Aus der Münchner Parteizentrale des rechten Großmoguls Gerhard Frey scheint die Parole ausgegangen zu sein, daß sich seine Bremer Getreuen um alles in der Welt nicht um die inhaltliche Arbeit eines Parlaments kümmern sollen. Die DVU-Abgeordneten beschränken sich allein auf Fensterreden, und was für welche. Es spricht die „Volksopposition, die ausschließlich die Interessen derer vertritt, die Sie im Stich gelassen haben, und das werden immer mehr“, sagte der DVU-Abgeordneten Weidenbach. Und seine Kollegin und Fraktionsvorsitzende Marion Blohm: „Am wichtigsten aber wäre es, das ganze Gesindel hinauszuschmeißen, das sich bei uns breit macht.“

Die Propagandareden funktionieren immer nach zwei schlichten Mustern: Wir da unten gegen Euch da oben und alles ist so schlimm, weil so viele Ausländer da sind. Noch ein bißchen D-Mark-Patriotismus und Ablehnung der Maastrichter Verträge, ein wenig altbackene Nationalkekse, wie bei dem Antrag „Ewig büßen wegen Hitler?“, aber dann ist Schluß. Es gibt kein Sachthema, zu dem die DVU geredet hätte: Wirtschaft, Umwelt, Verkehr, Finanzen – Fehlanzeige.
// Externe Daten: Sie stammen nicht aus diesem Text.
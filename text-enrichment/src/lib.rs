pub mod sentiment;
pub mod summarizer;

use researcher_core::{EnrichmentConfig, SentimentScore};
use sentiment::VaderScorer;
use summarizer::ExtractiveSummarizer;

/// Derives a digest and a sentiment score from free text.
///
/// Neither operation fails: empty input yields `""` and a neutral score.
pub trait TextEnricher {
    fn summarize(&self, text: &str) -> String;
    fn score_sentiment(&self, text: &str) -> SentimentScore;
}

/// Built once at startup and passed to the fetch loop.
pub struct EnrichmentService {
    summarizer: ExtractiveSummarizer,
    scorer: VaderScorer,
}

impl EnrichmentService {
    pub fn new(config: &EnrichmentConfig) -> Self {
        tracing::debug!(
            "Initializing enrichment service ({} sentence summaries, {} char input cap)",
            config.summary_sentences,
            config.max_input_chars
        );
        Self {
            summarizer: ExtractiveSummarizer::new(config.summary_sentences, config.max_input_chars),
            scorer: VaderScorer::new(config.max_input_chars),
        }
    }
}

impl Default for EnrichmentService {
    fn default() -> Self {
        Self::new(&EnrichmentConfig::default())
    }
}

impl TextEnricher for EnrichmentService {
    fn summarize(&self, text: &str) -> String {
        self.summarizer.summarize(text)
    }

    fn score_sentiment(&self, text: &str) -> SentimentScore {
        self.scorer.score(text)
    }
}

/// Cuts `text` to at most `max_chars` characters on a char boundary.
pub(crate) fn truncate_chars(text: &str, max_chars: usize) -> &str {
    match text.char_indices().nth(max_chars) {
        Some((index, _)) => &text[..index],
        None => text,
    }
}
Einmal hat der Abgeordnete Blohm eine Rede zum Thema „Verrat an der D-Mark“ gehalten. Hinterher stellte sich heraus, daß er einen Artikel aus der Deutschen Wochenzeitung vorgelesen hat, dem Schwesterblatt der Nationalzeitung.
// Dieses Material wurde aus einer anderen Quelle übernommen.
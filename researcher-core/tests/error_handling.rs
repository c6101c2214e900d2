use researcher_core::{
    AppConfig, ConfigError, CoreError, ErrorCategory, ErrorExt, ErrorReporter, RedditApiError,
    ReportError,
};

#[test]
fn test_error_codes() {
    let reddit_error = CoreError::RedditApi(RedditApiError::InvalidToken);
    assert_eq!(reddit_error.error_code(), "REDDIT_API");

    let config_error = CoreError::Config(ConfigError::MissingField {
        field: "research.subreddit".to_string(),
    });
    assert_eq!(config_error.error_code(), "CONFIG");

    let report_error = ReportError::Io(std::io::Error::new(
        std::io::ErrorKind::PermissionDenied,
        "read-only",
    ));
    assert_eq!(report_error.error_code(), "REPORT_IO");
}

#[test]
fn test_error_categories() {
    let auth = CoreError::RedditApi(RedditApiError::AuthenticationFailed {
        reason: "invalid_grant".to_string(),
    });
    assert_eq!(auth.category(), ErrorCategory::Authentication);
    assert_eq!(auth.category().to_string(), "AuthenticationError");

    let server = CoreError::RedditApi(RedditApiError::ServerError { status_code: 503 });
    assert_eq!(server.category(), ErrorCategory::Network);
    assert_eq!(server.category().to_string(), "NetworkError");

    let report = ReportError::Io(std::io::Error::other("disk full"));
    assert_eq!(report.category(), ErrorCategory::Serialization);
    assert_eq!(report.category().to_string(), "SerializationError");

    let config: CoreError = ConfigError::MissingField {
        field: "research.subreddit".to_string(),
    }
    .into();
    assert_eq!(config.category().to_string(), "ConfigurationError");
}

#[test]
fn test_user_friendly_messages() {
    let reddit_error = CoreError::RedditApi(RedditApiError::InvalidToken);
    let message = reddit_error.user_friendly_message();
    assert!(message.contains("authentication token is invalid"));

    let not_found = CoreError::RedditApi(RedditApiError::SubredditNotFound {
        subreddit: "doesnotexist".to_string(),
    });
    assert!(not_found.user_friendly_message().contains("doesnotexist"));

    let config_error = CoreError::Config(ConfigError::FileNotFound {
        path: "missing.toml".to_string(),
    });
    assert!(config_error.user_friendly_message().contains("missing.toml"));
}

#[test]
fn test_diagnostics_show_code_category_and_credential_flags() {
    let mut config = AppConfig::default();
    config.reddit.client_id = Some("my-client-id".to_string());
    config.reddit.password = Some("hunter2".to_string());

    let error = CoreError::RedditApi(RedditApiError::AuthenticationFailed {
        reason: "invalid_grant".to_string(),
    });
    let text = ErrorReporter::new().diagnostics(&error, &config.credential_presence());

    assert!(text.contains("Authentication failed: invalid_grant"));
    assert!(text.contains("Error code: REDDIT_API (AuthenticationError)"));
    assert!(text.contains("Please check your credentials."));
    assert!(text.contains("  client_id: true\n"));
    assert!(text.contains("  client_secret: false\n"));
    assert!(text.contains("  username: false\n"));
    assert!(text.contains("  password: true\n"));
    assert!(text.contains("  user_agent: false\n"));
    assert!(!text.contains("my-client-id"));
    assert!(!text.contains("hunter2"));
}

#[test]
fn test_error_reporter() {
    let error = CoreError::RedditApi(RedditApiError::InvalidToken);

    // Logging only; must not panic
    ErrorReporter::new().report_error(&error);
}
In den Deputationen, einer bremischen Besonderheit, die mit den Ausschüssen anderer Parlamente vergleichbar sind, glänzen die DVU-Mitglieder zur Hälfte durch Abwesenheit. Dort also, wo die parlamentarische Arbeit losgeht, wo Inhalte und nicht nur platte Agitprop gefragt sind, verweigern sich die Rechten. In allen Deputationen ergibt sich dasselbe Bild: Entweder sie sind nicht da, oder sie sagen nichts, sie fragen nichts, sie bringen keine eigenen Papiere ein. Dazu kommt, daß die DVU die Hälfte ihrer Deputationsmandate mit Mitgliedern besetzt hat, die nicht im Parlament sitzen. Auf diese bequeme Art können sich die DVUler ein nettes Zubrot verdienen. Jede Deputierte bekommt pauschal 695 Mark pro Monat und dazu 30 Mark Sitzungsgeld.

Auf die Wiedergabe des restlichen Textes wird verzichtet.